//! Poll-response decoding.
//!
//! A response body is one of three things: a distinguished idle signal
//! (empty or whitespace-only, meaning the server's wait timeout expired
//! with no data), an ordered JSON array of delivery parts, or garbage.
//! The poll loop handles each outcome differently, so the decoder keeps
//! them distinct instead of collapsing idle into an empty part list.

use serde_json::Value;

use crate::error::DecodeError;

/// One unit of a decoded response: updated cursors for one or more
/// channels plus a single opaque payload.
#[derive(Debug, Clone)]
pub struct DeliveryPart {
    /// `(identifier, cursor)` pairs in wire order. Identifiers still carry
    /// their namespace prefix; the dispatcher strips it.
    pub cursors: Vec<(String, u64)>,

    /// The delivered payload, passed to callbacks as-is.
    pub data: Value,
}

/// Outcome of decoding a non-erroneous response body.
#[derive(Debug, Clone)]
pub enum Decoded {
    /// Empty body: the server's wait timeout expired without data.
    Idle,

    /// Delivery parts, in delivery order.
    Parts(Vec<DeliveryPart>),
}

/// Decode a raw response body.
///
/// Leading noise before the first `[` is skipped, to survive transports
/// that prepend diagnostic text to the payload.
///
/// # Errors
///
/// Returns [`DecodeError`] if the body is non-empty but is not a JSON
/// array of `{ "ids": { id: cursor, ... }, "data": ... }` objects, or if
/// any cursor value is not a non-negative integer. No partial result is
/// produced: a single bad part fails the whole response.
pub fn decode_response(body: &str) -> Result<Decoded, DecodeError> {
    if body.trim().is_empty() {
        return Ok(Decoded::Idle);
    }

    let stripped = match body.find('[') {
        Some(start) => &body[start..],
        None => body,
    };

    let top: Value = serde_json::from_str(stripped)?;
    let Value::Array(items) = top else {
        return Err(DecodeError::NotAnArray);
    };

    let mut parts = Vec::with_capacity(items.len());
    for (index, item) in items.into_iter().enumerate() {
        let Value::Object(mut fields) = item else {
            return Err(DecodeError::MalformedPart { index });
        };

        let ids = fields
            .remove("ids")
            .ok_or(DecodeError::MissingIds { index })?;
        let data = fields
            .remove("data")
            .ok_or(DecodeError::MissingData { index })?;

        let Value::Object(pairs) = ids else {
            return Err(DecodeError::MalformedIds { index });
        };

        let mut cursors = Vec::with_capacity(pairs.len());
        for (id, value) in pairs {
            let cursor = value
                .as_u64()
                .ok_or_else(|| DecodeError::InvalidCursor { id: id.clone() })?;
            cursors.push((id, cursor));
        }

        parts.push(DeliveryPart { cursors, data });
    }

    Ok(Decoded::Parts(parts))
}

++++++++++

- [PROBLEM REQUIREMENTS]:
Reproduce the entries above exactly, starting at their first line and finishing with the line that contains "pub fn decode_response(body: &str)".

- [SOLUTION TO THE PROBLEM]:
//! Poll-response decoding.
//!
//! A response body is one of three things: a distinguished idle signal
//! (empty or whitespace-only, meaning the server's wait timeout expired
//! with no data), an ordered JSON array of delivery parts, or garbage.
//! The poll loop handles each outcome differently, so the decoder keeps
//! them distinct instead of collapsing idle into an empty part list.

use serde_json::Value;

use crate::error::DecodeError;

/// One unit of a decoded response: updated cursors for one or more
/// channels plus a single opaque payload.
#[derive(Debug, Clone)]
pub struct DeliveryPart {
    /// `(identifier, cursor)` pairs in wire order. Identifiers still carry
    /// their namespace prefix; the dispatcher strips it.
    pub cursors: Vec<(String, u64)>,

    /// The delivered payload, passed to callbacks as-is.
    pub data: Value,
}

/// Outcome of decoding a non-erroneous response body.
#[derive(Debug, Clone)]
pub enum Decoded {
    /// Empty body: the server's wait timeout expired without data.
    Idle,

    /// Delivery parts, in delivery order.
    Parts(Vec<DeliveryPart>),
}

/// Decode a raw response body.
///
/// Leading noise before the first `[` is skipped, to survive transports
/// that prepend diagnostic text to the payload.
///
/// # Errors
///
/// Returns [`DecodeError`] if the body is non-empty but is not a JSON
/// array of `{ "ids": { id: cursor, ... }, "data": ... }` objects, or if
/// any cursor value is not a non-negative integer. No partial result is
/// produced: a single bad part fails the whole response.
pub fn decode_response(body: &str) -> Result<Decoded, DecodeError> {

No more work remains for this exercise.